Laguna de Bay fishers laud fish-pen moratorium, ask to make it permanent
Manila, Philippines – The fisherfolk group Pambansang Lakas ng Kilusang Mamamalakaya ng Pilipinas (PAMALAKAYA-Pilipinas) on Saturday lauded the Department of Environment and Natural Resources (DENR) for its planned moratorium on issuance of permits for fish pen operators in Laguna de Bay starting 2017, saying this will open the 90-thousand hectare brackish water to municipal and small-scale fishermen who have long been deprived of their traditional and communal fishing zones.
“This is a good start because absence of wide fish pens will open the lake for the utilization of small fishermen which for many years has been congested due to fish pen proliferation owned by big commercial fishing firms and powerful individuals,” Fernando Hicap, PAMALAKAYA Chairperson said in a statement.
PAMALAKAYA said the moratorium will also unwind the lake from degradation caused by chemical-based pellet feeds used to culture fish.
“Aside from thousands of factories situated along the lake which irreverently dump chemical wastes into the water, the use of feed-additives and chemicals to culture fish is one of the main factors why Laguna de Bay has reached its dying stage,” Hicap said.
But the fisherfolk group said one year of moratorium is not enough for the fisherfolk to recover and maximize the abundance of the lake. The fisherfolk have been deprived of their collective rights on their traditional fishing grounds for decades, now is the time for them to regain and acknowledge their collective control on the lake permanently.
“The moratorium of fish pens should be for good. We do not totally reject fish pens in Laguna de Bay, but it should comply with what the lake can only hold and on top of it, fisherfolk organizations and cooperatives should be the ones who will manage the fish pens,” Hicap said.

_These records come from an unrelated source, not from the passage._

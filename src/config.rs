/// Input-artifact parsing.
///
/// The configuration artifact is plain text with whitespace-separated decimal
/// tokens in fixed order: modulus component `p`, modulus component `q`, the
/// public exponent `e`, and the message `M`. A fifth token, when present, is
/// an out-of-band private exponent `d`; without it the private exponent is
/// derived from `p`, `q` and `e` on the host (see [`crate::keys`]).

use std::fs;
use std::path::Path;

use crate::bignum::BigNumber;
use crate::error::{Result, RsaClError};

/// Parsed key and message material, still in decimal-text form for the
/// big-number fields.
#[derive(Debug, Clone)]
pub struct RunConfig {
    pub p: String,
    pub q: String,
    pub public_exponent: u32,
    pub message: String,
    /// Out-of-band private exponent, if the artifact supplies one.
    pub private_exponent: Option<u32>,
}

impl RunConfig {
    /// Reads and parses a configuration file.
    pub fn from_file(path: &Path) -> Result<Self> {
        let text = fs::read_to_string(path)?;
        Self::parse(&text)
    }

    /// Parses configuration text: `p q e message [d]`.
    pub fn parse(text: &str) -> Result<Self> {
        let mut tokens = text.split_whitespace();
        let mut next = |name: &str| {
            tokens
                .next()
                .ok_or_else(|| RsaClError::InputMalformed(format!("missing {name} token")))
        };

        let p = next("p")?.to_string();
        let q = next("q")?.to_string();
        let e_token = next("public exponent")?;
        let public_exponent = parse_exponent(e_token, "public exponent")?;
        let message = next("message")?.to_string();
        let private_exponent = match tokens.next() {
            Some(token) => Some(parse_exponent(token, "private exponent")?),
            None => None,
        };

        if let Some(extra) = tokens.next() {
            return Err(RsaClError::InputMalformed(format!(
                "unexpected trailing token {extra:?}"
            )));
        }

        Ok(Self {
            p,
            q,
            public_exponent,
            message,
            private_exponent,
        })
    }

    /// Big-number view of the modulus components and message. Capacity
    /// violations surface here, before any device work begins.
    pub fn operands(&self) -> Result<(BigNumber, BigNumber, BigNumber)> {
        let p = BigNumber::from_decimal_str(&self.p)?;
        let q = BigNumber::from_decimal_str(&self.q)?;
        let message = BigNumber::from_decimal_str(&self.message)?;
        Ok((p, q, message))
    }
}

fn parse_exponent(token: &str, name: &str) -> Result<u32> {
    token.parse::<u32>().map_err(|e| {
        RsaClError::InputMalformed(format!("{name} token {token:?} is not a valid integer: {e}"))
    })
}

#[cfg(test)]
mod tests {
    use super::*;

    #[test]
    fn test_parse_four_tokens() {
        let config = RunConfig::parse("61 53 17 65").unwrap();
        assert_eq!(config.p, "61");
        assert_eq!(config.q, "53");
        assert_eq!(config.public_exponent, 17);
        assert_eq!(config.message, "65");
        assert_eq!(config.private_exponent, None);
    }

    #[test]
    fn test_parse_with_private_exponent() {
        let config = RunConfig::parse("61 53 17 65 2753\n").unwrap();
        assert_eq!(config.private_exponent, Some(2753));
    }

    #[test]
    fn test_missing_message_token() {
        match RunConfig::parse("61 53 17") {
            Err(RsaClError::InputMalformed(msg)) => assert!(msg.contains("message")),
            other => panic!("expected InputMalformed, got {:?}", other),
        }
    }

    #[test]
    fn test_unparseable_exponent() {
        assert!(matches!(
            RunConfig::parse("61 53 seventeen 65"),
            Err(RsaClError::InputMalformed(_))
        ));
    }

    #[test]
    fn test_trailing_garbage_rejected() {
        assert!(matches!(
            RunConfig::parse("61 53 17 65 2753 junk"),
            Err(RsaClError::InputMalformed(_))
        ));
    }

    #[test]
    fn test_operands_surface_capacity_violation() {
        let huge = "9".repeat(501);
        let config = RunConfig::parse(&format!("{huge} 53 17 65")).unwrap();
        assert!(matches!(
            config.operands(),
            Err(RsaClError::CapacityExceeded { .. })
        ));
    }
}
/// Private-exponent derivation and validation.
///
/// The device kernels take the exponents as native scalars, so the host only
/// ever needs exponent arithmetic in native width. When the modulus
/// components fit in a `u64` the private exponent is derived as the modular
/// inverse of `e` modulo `phi = (p - 1) * (q - 1)` and validated against
/// `e * d ≡ 1 (mod lcm(p - 1, q - 1))`. Moduli beyond native width cannot be
/// checked on the host; an explicitly supplied exponent is then accepted
/// as-is with a logged warning.

use log::warn;

use crate::bignum::BigNumber;
use crate::error::{Result, RsaClError};

/// Key material for one run: modulus components as big numbers, exponents as
/// device-scalar integers.
#[derive(Debug, Clone)]
pub struct KeyMaterial {
    pub p: BigNumber,
    pub q: BigNumber,
    pub public_exponent: u32,
    pub private_exponent: u32,
}

impl KeyMaterial {
    /// Assembles key material, deriving the private exponent when none is
    /// supplied and validating it whenever the moduli fit native width.
    pub fn assemble(
        p: BigNumber,
        q: BigNumber,
        public_exponent: u32,
        private_exponent: Option<u32>,
    ) -> Result<Self> {
        let native = match (p.to_u64(), q.to_u64()) {
            (Some(pv), Some(qv)) => Some((pv, qv)),
            _ => None,
        };

        let private_exponent = match (private_exponent, native) {
            (Some(d), Some((pv, qv))) => {
                validate_exponent_pair(public_exponent, d, pv, qv)?;
                d
            }
            (Some(d), None) => {
                warn!(
                    "modulus components exceed native width; \
                     accepting private exponent {d} unvalidated"
                );
                d
            }
            (None, Some((pv, qv))) => derive_private_exponent(pv, qv, public_exponent)?,
            (None, None) => {
                return Err(RsaClError::InputMalformed(
                    "modulus components exceed native width and no private \
                     exponent was supplied; derivation is not possible on the host"
                        .to_string(),
                ));
            }
        };

        Ok(Self {
            p,
            q,
            public_exponent,
            private_exponent,
        })
    }
}

/// Derives the private exponent as the inverse of `e` modulo
/// `phi = (p - 1) * (q - 1)`.
pub fn derive_private_exponent(p: u64, q: u64, e: u32) -> Result<u32> {
    if p < 2 || q < 2 {
        return Err(RsaClError::InputMalformed(format!(
            "modulus components must be at least 2, got p={p} q={q}"
        )));
    }
    let phi = u128::from(p - 1) * u128::from(q - 1);
    let d = mod_inverse(u128::from(e), phi).ok_or_else(|| {
        RsaClError::InputMalformed(format!(
            "public exponent {e} is not invertible modulo phi(n) = {phi}"
        ))
    })?;
    u32::try_from(d).map_err(|_| {
        RsaClError::InputMalformed(format!(
            "derived private exponent {d} does not fit the kernel's scalar width"
        ))
    })
}

/// Checks `e * d ≡ 1 (mod lcm(p - 1, q - 1))`.
pub fn validate_exponent_pair(e: u32, d: u32, p: u64, q: u64) -> Result<()> {
    if p < 2 || q < 2 {
        return Err(RsaClError::InputMalformed(format!(
            "modulus components must be at least 2, got p={p} q={q}"
        )));
    }
    let carmichael = lcm(u128::from(p - 1), u128::from(q - 1));
    if carmichael == 0 || u128::from(e) * u128::from(d) % carmichael != 1 {
        return Err(RsaClError::InputMalformed(format!(
            "private exponent {d} is not the inverse of {e} modulo lcm(p-1, q-1) = {carmichael}"
        )));
    }
    Ok(())
}

/// Iterative extended Euclid; returns `a^-1 mod m` when `gcd(a, m) == 1`.
fn mod_inverse(a: u128, m: u128) -> Option<u128> {
    if m <= 1 {
        return None;
    }
    let (mut old_r, mut r) = (i128::try_from(a % m).ok()?, i128::try_from(m).ok()?);
    let (mut old_s, mut s) = (1i128, 0i128);
    while r != 0 {
        let quotient = old_r / r;
        (old_r, r) = (r, old_r - quotient * r);
        (old_s, s) = (s, old_s - quotient * s);
    }
    if old_r != 1 {
        return None;
    }
    let m = i128::try_from(m).ok()?;
    Some(old_s.rem_euclid(m) as u128)
}

fn gcd(mut a: u128, mut b: u128) -> u128 {
    while b != 0 {
        (a, b) = (b, a % b);
    }
    a
}

fn lcm(a: u128, b: u128) -> u128 {
    if a == 0 || b == 0 {
        return 0;
    }
    a / gcd(a, b) * b
}

#[cfg(test)]
mod tests {
    use super::*;

    #[test]
    fn test_derive_textbook_pair() {
        // p=61 q=53 e=17: phi = 3120, 17 * 2753 = 46801 = 15 * 3120 + 1.
        assert_eq!(derive_private_exponent(61, 53, 17).unwrap(), 2753);
    }

    #[test]
    fn test_derive_rejects_non_coprime_exponent() {
        // phi(7 * 11) = 60, gcd(6, 60) != 1.
        assert!(matches!(
            derive_private_exponent(7, 11, 6),
            Err(RsaClError::InputMalformed(_))
        ));
    }

    #[test]
    fn test_validate_accepts_phi_and_carmichael_inverses() {
        // lcm(60, 52) = 780; both 2753 (mod-phi inverse) and 413
        // (mod-lcm inverse) satisfy 17 * d = 1 mod 780.
        validate_exponent_pair(17, 2753, 61, 53).unwrap();
        validate_exponent_pair(17, 413, 61, 53).unwrap();
    }

    #[test]
    fn test_validate_rejects_wrong_exponent() {
        assert!(matches!(
            validate_exponent_pair(17, 503, 61, 53),
            Err(RsaClError::InputMalformed(_))
        ));
    }

    #[test]
    fn test_assemble_derives_when_unsupplied() {
        let key = KeyMaterial::assemble(
            BigNumber::from_int(61),
            BigNumber::from_int(53),
            17,
            None,
        )
        .unwrap();
        assert_eq!(key.private_exponent, 2753);
    }

    #[test]
    fn test_assemble_validates_supplied_exponent() {
        assert!(KeyMaterial::assemble(
            BigNumber::from_int(61),
            BigNumber::from_int(53),
            17,
            Some(2753),
        )
        .is_ok());

        assert!(matches!(
            KeyMaterial::assemble(
                BigNumber::from_int(61),
                BigNumber::from_int(53),
                17,
                Some(503),
            ),
            Err(RsaClError::InputMalformed(_))
        ));
    }

    #[test]
    fn test_assemble_oversized_moduli_need_explicit_exponent() {
        let huge = BigNumber::from_decimal_str(&"9".repeat(40)).unwrap();
        assert!(matches!(
            KeyMaterial::assemble(huge, huge, 17, None),
            Err(RsaClError::InputMalformed(_))
        ));
        let key = KeyMaterial::assemble(huge, huge, 17, Some(2753)).unwrap();
        assert_eq!(key.private_exponent, 2753);
    }
}
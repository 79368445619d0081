use thiserror::Error;

use crate::gpu::DeviceStage;

#[derive(Error, Debug)]
pub enum RsaClError {
    #[error("decimal value has {len} digits, capacity is {max}")]
    CapacityExceeded { len: usize, max: usize },

    #[error("compute backend unavailable: {0}")]
    BackendUnavailable(String),

    #[error("context setup failed: {0}")]
    ContextSetupFailed(String),

    #[error("kernel program compilation failed: {0}")]
    ProgramCompileFailed(String),

    #[error("device {stage} failed: {detail}")]
    DeviceOperationFailed { stage: DeviceStage, detail: String },

    #[error("malformed input: {0}")]
    InputMalformed(String),

    #[error("IO error: {0}")]
    IoError(#[from] std::io::Error),
}

pub type Result<T> = std::result::Result<T, RsaClError>;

The lake’s capacity only allows 9,000 hectares of fish pens or 10% of its size. But current data from the Laguna Lake Development Authority (LLDA) shows 22,500 hectares of the lake have been occupied by big fish pen operators and private individuals.
“DENR’s dismantling of wide fish pens in Laguna de Bay is a welcome development for the lake’s rehabilitation since various government projects in the past have destroy the lake’s natural ecosystem affecting the livelihood of the fisherfolk who suffered from fish catch depletion and fishing ground congestion.”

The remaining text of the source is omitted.